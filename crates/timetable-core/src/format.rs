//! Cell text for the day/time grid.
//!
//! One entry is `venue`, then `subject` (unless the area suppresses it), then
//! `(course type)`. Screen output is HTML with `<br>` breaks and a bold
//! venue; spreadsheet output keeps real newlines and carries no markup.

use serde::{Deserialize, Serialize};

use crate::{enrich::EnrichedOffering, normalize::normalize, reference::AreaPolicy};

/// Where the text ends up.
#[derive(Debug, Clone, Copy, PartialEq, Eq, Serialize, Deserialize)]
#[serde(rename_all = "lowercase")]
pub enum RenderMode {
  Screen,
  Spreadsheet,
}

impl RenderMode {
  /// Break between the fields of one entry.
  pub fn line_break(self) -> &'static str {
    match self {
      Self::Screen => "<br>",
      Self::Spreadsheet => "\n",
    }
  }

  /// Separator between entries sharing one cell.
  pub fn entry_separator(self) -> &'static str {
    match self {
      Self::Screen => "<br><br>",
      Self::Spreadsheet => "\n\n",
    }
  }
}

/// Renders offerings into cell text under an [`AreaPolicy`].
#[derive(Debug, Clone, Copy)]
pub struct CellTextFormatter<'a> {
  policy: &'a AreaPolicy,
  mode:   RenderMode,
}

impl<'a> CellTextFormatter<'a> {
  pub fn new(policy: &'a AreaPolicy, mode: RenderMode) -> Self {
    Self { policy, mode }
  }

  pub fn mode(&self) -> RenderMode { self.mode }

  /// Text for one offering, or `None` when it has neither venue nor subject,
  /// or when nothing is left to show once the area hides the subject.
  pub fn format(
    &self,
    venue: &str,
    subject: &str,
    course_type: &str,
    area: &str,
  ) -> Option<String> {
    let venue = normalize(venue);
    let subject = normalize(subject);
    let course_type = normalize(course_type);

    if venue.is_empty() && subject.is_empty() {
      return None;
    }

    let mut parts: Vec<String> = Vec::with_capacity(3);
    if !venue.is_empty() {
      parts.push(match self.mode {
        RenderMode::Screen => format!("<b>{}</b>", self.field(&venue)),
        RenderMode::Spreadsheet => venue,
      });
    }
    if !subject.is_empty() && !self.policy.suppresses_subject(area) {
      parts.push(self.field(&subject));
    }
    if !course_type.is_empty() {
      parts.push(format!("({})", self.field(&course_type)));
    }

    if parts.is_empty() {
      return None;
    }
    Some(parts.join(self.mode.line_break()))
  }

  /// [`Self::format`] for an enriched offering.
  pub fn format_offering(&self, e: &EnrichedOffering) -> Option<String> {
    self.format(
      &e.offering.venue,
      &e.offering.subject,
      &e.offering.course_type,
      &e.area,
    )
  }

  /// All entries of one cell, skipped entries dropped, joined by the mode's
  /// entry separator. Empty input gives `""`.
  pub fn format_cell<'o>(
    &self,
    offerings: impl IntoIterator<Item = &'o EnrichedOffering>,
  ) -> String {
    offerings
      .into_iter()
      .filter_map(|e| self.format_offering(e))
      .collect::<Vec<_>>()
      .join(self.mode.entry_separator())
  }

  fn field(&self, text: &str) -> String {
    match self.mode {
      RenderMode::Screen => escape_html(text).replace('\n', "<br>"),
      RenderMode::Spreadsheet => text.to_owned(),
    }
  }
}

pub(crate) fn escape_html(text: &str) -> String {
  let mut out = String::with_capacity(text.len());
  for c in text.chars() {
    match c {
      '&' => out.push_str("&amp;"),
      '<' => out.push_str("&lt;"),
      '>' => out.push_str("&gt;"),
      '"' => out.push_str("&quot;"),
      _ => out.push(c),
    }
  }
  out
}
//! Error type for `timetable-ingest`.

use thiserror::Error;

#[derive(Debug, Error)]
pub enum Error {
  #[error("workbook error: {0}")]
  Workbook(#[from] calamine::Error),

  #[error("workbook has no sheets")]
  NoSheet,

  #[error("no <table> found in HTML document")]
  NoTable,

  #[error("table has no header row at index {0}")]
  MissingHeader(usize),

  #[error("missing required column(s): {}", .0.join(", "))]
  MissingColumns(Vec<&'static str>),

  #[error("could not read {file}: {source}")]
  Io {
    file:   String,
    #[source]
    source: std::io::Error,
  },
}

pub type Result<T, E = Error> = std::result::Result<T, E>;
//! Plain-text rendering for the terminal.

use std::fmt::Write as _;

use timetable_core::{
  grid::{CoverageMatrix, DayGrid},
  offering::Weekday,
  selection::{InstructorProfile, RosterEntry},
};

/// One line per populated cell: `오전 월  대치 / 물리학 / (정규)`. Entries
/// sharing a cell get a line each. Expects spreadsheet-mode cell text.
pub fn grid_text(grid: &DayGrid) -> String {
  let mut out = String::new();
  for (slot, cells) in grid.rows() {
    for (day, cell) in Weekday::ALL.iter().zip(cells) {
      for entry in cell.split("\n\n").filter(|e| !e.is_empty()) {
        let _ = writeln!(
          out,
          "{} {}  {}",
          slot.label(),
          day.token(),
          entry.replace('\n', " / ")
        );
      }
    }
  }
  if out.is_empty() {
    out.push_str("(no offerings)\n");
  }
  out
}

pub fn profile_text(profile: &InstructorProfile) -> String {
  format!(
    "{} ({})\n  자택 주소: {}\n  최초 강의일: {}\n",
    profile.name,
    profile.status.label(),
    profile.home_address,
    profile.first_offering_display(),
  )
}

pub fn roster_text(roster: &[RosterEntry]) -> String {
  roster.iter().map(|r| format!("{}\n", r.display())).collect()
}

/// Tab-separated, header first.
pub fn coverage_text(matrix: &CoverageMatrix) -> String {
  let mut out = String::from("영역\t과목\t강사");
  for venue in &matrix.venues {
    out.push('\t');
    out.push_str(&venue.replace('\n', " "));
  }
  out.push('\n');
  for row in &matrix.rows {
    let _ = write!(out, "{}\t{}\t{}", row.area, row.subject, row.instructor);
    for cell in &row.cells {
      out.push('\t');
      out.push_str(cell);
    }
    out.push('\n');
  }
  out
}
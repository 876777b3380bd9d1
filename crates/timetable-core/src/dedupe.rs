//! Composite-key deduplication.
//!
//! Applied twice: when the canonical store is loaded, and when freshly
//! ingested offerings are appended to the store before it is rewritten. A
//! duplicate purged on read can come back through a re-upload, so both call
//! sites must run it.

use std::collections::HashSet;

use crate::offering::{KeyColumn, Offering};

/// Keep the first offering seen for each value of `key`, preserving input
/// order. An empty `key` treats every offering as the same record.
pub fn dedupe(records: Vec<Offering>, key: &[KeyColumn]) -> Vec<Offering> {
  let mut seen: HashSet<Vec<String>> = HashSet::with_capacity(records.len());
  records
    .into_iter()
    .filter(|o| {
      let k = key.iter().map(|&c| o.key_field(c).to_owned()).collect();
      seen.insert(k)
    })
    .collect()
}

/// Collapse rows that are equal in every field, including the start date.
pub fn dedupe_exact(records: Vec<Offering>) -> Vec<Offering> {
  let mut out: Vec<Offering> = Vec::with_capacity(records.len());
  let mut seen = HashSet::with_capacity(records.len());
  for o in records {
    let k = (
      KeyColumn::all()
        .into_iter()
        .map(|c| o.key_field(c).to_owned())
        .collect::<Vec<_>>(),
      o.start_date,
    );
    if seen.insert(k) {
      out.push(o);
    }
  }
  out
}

= = = =

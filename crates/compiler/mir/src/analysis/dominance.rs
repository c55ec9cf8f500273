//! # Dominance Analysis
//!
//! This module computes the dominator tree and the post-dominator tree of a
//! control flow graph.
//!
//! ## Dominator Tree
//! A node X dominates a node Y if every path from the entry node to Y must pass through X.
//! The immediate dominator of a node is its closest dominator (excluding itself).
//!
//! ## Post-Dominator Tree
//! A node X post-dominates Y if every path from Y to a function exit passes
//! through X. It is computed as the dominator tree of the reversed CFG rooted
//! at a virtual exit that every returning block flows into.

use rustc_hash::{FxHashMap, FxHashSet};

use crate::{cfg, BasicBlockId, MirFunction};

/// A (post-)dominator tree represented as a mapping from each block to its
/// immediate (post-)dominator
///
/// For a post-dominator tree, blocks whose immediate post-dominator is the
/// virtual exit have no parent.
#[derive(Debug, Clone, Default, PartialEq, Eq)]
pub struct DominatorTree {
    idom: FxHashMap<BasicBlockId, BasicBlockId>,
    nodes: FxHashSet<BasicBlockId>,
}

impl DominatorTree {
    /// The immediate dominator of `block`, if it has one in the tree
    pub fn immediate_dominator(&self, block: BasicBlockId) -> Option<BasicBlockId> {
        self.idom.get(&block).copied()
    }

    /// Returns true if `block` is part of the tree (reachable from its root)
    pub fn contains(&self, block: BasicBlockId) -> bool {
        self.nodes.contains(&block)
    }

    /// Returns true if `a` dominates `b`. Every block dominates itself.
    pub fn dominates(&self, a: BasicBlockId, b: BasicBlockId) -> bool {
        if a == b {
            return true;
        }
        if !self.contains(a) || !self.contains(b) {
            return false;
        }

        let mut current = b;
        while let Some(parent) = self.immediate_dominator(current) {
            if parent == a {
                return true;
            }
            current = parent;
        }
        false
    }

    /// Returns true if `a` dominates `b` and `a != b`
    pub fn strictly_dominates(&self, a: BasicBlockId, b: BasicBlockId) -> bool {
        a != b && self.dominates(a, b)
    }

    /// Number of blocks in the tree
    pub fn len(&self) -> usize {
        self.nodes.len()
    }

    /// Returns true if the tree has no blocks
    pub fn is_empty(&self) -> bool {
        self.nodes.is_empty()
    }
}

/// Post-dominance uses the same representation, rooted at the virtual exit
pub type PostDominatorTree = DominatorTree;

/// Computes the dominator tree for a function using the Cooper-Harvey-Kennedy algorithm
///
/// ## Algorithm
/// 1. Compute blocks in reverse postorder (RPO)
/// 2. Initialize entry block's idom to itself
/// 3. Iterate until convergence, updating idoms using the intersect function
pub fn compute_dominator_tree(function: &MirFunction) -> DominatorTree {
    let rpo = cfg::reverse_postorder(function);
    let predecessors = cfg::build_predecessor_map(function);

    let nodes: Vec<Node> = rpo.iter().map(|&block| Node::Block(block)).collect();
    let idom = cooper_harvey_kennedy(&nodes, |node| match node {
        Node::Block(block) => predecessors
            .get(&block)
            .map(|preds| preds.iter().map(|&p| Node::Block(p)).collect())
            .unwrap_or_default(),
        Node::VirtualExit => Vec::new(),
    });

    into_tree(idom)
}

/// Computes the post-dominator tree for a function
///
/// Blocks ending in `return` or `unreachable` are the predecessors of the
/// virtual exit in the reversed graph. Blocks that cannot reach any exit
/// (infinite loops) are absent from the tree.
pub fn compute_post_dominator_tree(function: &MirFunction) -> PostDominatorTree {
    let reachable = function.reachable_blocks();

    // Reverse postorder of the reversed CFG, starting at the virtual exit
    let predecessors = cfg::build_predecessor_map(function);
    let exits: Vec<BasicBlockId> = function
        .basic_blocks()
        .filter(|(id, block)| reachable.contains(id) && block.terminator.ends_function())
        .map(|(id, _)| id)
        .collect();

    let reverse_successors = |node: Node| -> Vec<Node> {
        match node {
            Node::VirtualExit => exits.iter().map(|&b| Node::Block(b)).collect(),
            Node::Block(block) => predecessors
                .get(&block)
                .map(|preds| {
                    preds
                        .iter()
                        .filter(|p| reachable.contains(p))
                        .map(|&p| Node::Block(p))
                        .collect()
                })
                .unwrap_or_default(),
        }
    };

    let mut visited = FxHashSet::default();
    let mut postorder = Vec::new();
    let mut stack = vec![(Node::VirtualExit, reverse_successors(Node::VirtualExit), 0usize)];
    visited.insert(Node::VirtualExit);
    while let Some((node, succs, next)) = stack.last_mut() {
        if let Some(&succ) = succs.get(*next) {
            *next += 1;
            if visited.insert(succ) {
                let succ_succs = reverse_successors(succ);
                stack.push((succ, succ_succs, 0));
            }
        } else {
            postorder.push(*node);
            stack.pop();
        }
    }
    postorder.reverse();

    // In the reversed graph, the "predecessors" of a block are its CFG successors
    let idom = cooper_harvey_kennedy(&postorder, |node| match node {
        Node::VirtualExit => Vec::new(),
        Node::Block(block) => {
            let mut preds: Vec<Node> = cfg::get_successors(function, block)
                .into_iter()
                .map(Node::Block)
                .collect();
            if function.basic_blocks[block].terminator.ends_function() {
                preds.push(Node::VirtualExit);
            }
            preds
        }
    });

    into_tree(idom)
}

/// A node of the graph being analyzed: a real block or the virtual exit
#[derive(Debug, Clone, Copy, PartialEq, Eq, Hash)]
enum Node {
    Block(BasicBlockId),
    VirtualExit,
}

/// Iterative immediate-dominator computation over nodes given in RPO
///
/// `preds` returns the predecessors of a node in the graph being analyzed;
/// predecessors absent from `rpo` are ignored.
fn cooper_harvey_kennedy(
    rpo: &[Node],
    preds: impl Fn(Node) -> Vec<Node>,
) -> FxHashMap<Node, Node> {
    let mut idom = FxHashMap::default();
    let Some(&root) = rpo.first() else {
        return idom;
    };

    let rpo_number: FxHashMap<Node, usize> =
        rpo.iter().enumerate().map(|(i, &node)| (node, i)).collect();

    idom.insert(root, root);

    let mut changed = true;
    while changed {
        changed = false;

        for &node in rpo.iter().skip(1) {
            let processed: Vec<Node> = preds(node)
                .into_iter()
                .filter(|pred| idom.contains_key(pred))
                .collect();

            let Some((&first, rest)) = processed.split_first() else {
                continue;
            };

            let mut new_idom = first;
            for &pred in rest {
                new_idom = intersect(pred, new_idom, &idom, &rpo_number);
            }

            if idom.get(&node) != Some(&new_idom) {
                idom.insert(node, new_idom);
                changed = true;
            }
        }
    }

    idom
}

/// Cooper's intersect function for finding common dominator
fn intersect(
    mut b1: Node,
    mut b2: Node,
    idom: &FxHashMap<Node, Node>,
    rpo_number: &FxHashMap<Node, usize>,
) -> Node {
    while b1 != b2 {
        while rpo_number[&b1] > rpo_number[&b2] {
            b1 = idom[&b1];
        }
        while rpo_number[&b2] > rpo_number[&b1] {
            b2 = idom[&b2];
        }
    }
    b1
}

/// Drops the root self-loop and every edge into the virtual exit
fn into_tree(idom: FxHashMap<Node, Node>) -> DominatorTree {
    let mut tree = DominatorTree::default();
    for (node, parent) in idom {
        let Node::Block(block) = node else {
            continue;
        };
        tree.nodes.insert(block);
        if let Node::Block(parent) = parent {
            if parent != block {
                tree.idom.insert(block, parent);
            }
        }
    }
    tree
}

= = = =

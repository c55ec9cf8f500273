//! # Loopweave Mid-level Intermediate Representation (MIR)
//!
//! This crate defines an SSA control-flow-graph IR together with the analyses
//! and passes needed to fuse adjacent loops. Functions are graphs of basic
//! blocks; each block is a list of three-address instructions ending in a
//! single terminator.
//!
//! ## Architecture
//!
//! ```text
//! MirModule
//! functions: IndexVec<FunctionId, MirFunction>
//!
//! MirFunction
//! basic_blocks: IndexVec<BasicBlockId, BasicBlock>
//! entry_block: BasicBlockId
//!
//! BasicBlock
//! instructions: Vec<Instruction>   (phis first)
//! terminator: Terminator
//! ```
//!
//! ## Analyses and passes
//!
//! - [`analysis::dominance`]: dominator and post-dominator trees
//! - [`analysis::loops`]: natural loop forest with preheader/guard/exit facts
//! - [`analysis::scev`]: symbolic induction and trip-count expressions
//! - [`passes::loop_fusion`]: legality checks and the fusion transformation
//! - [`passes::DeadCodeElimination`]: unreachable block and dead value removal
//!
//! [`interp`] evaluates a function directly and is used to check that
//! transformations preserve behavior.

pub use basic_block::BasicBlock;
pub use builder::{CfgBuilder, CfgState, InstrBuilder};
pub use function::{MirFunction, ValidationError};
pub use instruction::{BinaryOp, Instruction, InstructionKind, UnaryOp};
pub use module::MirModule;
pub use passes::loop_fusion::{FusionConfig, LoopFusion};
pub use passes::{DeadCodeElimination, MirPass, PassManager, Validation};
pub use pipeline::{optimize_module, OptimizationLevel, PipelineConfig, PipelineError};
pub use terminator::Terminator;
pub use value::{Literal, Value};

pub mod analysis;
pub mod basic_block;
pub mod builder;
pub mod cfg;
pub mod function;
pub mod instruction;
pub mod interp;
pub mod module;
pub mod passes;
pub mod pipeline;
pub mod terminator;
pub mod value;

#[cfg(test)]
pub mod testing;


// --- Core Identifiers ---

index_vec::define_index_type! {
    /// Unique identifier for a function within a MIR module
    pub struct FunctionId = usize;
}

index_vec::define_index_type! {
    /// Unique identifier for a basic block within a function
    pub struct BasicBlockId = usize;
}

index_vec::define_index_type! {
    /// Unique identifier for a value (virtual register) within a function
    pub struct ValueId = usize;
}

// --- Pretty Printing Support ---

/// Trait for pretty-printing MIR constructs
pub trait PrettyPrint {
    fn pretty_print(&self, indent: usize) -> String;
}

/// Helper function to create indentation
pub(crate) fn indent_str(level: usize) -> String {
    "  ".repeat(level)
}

= = = =

YOUR GOAL —
In the listing above, which lines include the string "grid"? Return every one of them.

SOLVED PROBLEM —
//! Cell text for the day/time grid.
  grid::{CoverageMatrix, DayGrid},
pub fn grid_text(grid: &DayGrid) -> String {
  for (slot, cells) in grid.rows() {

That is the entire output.